While the hardware setup of RoboWig looks futuristic and shiny, the underlying model of the hair fibers is what makes it tick. CSAIL postdoc Josie Hughes and her team opted to represent the entangled hair as sets of entwined double helices — think classic DNA strands. This level of granularity provided key insights into mathematical models and control systems for manipulating bundles of soft fibers, with a wide range of applications in the textile industry, animal care, and other fibrous systems.
“By developing a model of tangled fibers, we understand from a model-based perspective how hairs must be entangled: starting from the bottom and slowly working the way up to prevent ‘jamming’ of the fibers,” says Hughes, the lead author on a paper about RoboWig. “This is something everyone who has brushed hair has learned from experience, but is now something we can demonstrate through a model, and use to inform a robot.”
This task at hand is a tangled one.
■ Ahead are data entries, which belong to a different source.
// Stat file loading (stats.csv: one row of raw match counters per player).

use crate::scoring::stats::StatLine;
use serde::Deserialize;
use std::collections::HashMap;
use std::io::Read;
use std::path::Path;
use tracing::warn;

// ---------------------------------------------------------------------------
// Error type
// ---------------------------------------------------------------------------

#[derive(Debug, thiserror::Error)]
pub enum StatFileError {
    #[error("failed to read file {path}: {source}")]
    Io {
        path: String,
        source: std::io::Error,
    },

    #[error("CSV error in {path}: {source}")]
    Csv { path: String, source: csv::Error },
}

// ---------------------------------------------------------------------------
// Raw CSV serde struct (private)
// ---------------------------------------------------------------------------

/// One stats.csv row. Counter cells may be empty and whole counter columns
/// may be missing; both read as zero.
#[derive(Debug, Deserialize)]
struct RawStatRow {
    player: String,
    #[serde(default)]
    kicks: Option<u32>,
    #[serde(default)]
    handballs: Option<u32>,
    #[serde(default)]
    marks: Option<u32>,
    #[serde(default)]
    tackles: Option<u32>,
    #[serde(default)]
    hitouts: Option<u32>,
    #[serde(default)]
    goals: Option<u32>,
    #[serde(default)]
    behinds: Option<u32>,
}

impl RawStatRow {
    fn stat_line(&self) -> StatLine {
        StatLine {
            kicks: self.kicks.unwrap_or(0),
            handballs: self.handballs.unwrap_or(0),
            marks: self.marks.unwrap_or(0),
            tackles: self.tackles.unwrap_or(0),
            hitouts: self.hitouts.unwrap_or(0),
            goals: self.goals.unwrap_or(0),
            behinds: self.behinds.unwrap_or(0),
        }
    }
}

// ---------------------------------------------------------------------------
// Reader-based loader (private, enables testing without temp files)
// ---------------------------------------------------------------------------

fn load_stats_from_reader<R: Read>(rdr: R) -> Result<HashMap<String, StatLine>, csv::Error> {
    let mut reader = csv::Reader::from_reader(rdr);
    let mut map = HashMap::new();
    for result in reader.deserialize::<RawStatRow>() {
        match result {
            Ok(raw) => {
                let name = raw.player.trim().to_string();
                if name.is_empty() {
                    warn!("skipping stat row with empty player name");
                    continue;
                }
                if map.contains_key(&name) {
                    warn!("duplicate stat row for '{}', using latest values", name);
                }
                map.insert(name, raw.stat_line());
            }
            Err(e) => {
                warn!("skipping malformed stat row: {}", e);
            }
        }
    }
    Ok(map)
}

// ---------------------------------------------------------------------------
// Public path-based loader
// ---------------------------------------------------------------------------

/// Load per-player stat lines from a CSV file.
///
/// Returns a map of player name → stat line. Players with no row in the file
/// simply have no entry, which downstream scoring treats as did-not-play.
pub fn load_stats(path: &Path) -> Result<HashMap<String, StatLine>, StatFileError> {
    let file = std::fs::File::open(path).map_err(|e| StatFileError::Io {
        path: path.display().to_string(),
        source: e,
    })?;
    load_stats_from_reader(file).map_err(|e| StatFileError::Csv {
        path: path.display().to_string(),
        source: e,
    })
}

// ---------------------------------------------------------------------------
// Tests
// ---------------------------------------------------------------------------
Every head of hair is different, and the intricate interplay between hairs when combing can easily lead to knots. What’s more, if the incorrect brushing strategy is used, the process can be very painful and damaging to the hair.
Previous research in the brushing domain has mostly been on the mechanical, dynamic, and visual properties of hair, as opposed to RoboWig’s refined focus on tangling and combing behavior.
To brush and manipulate the hair, the researchers added a soft-bristled sensorized brush to the robot arm, to allow forces during brushing to be measured. They combined this setup with something called a “closed-loop control system,” which takes feedback from an output and automatically performs an action without human intervention. This created “force feedback” from the brush — a control method that lets the user feel what the device is doing — so the length of the stroke could be optimized to take into account both the potential “pain,” and time taken to brush.
Initial tests preserved the human head — for now — and instead were done on a number of wigs of various hair styles and types. The model provided insight into the behaviors of the combing, related to the number of entanglements, and how those could be efficiently and effectively brushed out by choosing appropriate brushing lengths. For example, for curlier hair, the pain cost would dominate, so shorter brush lengths were optimal.
The team wants to eventually perform more realistic experiments on humans, to better understand the performance of the robot with respect to their experience of pain — a metric that is obviously highly subjective, as one person’s “two” could be another’s “eight.”
“To allow robots to extend their task-solving abilities to more complex tasks such as hair brushing, we need not only novel safe hardware, but also an understanding of the complex behavior of the soft hair and tangled fibers,” says Hughes. “In addition to hair brushing, the insights provided by our approach could be applied to brushing of fibers for textiles, or animal fibers.”
Hughes wrote the paper alongside Harvard University School of Engineering and Applied Sciences PhD students Thomas Bolton Plumb-Reyes and Nicholas Charles; Professor L. Mahadevan of Harvard’s School of Engineering and Applied Sciences, Department of Physics, and Organismic and Evolutionary Biology; and MIT professor and CSAIL Director Daniela Rus. They presented the paper virtually at the IEEE Conference on Soft Robotics (RoboSoft) earlier this month.
The project was supported, in part, by the National Science Foundation’s Emerging Frontiers in Research and Innovation program between MIT CSAIL and the Soft Math Lab at Harvard.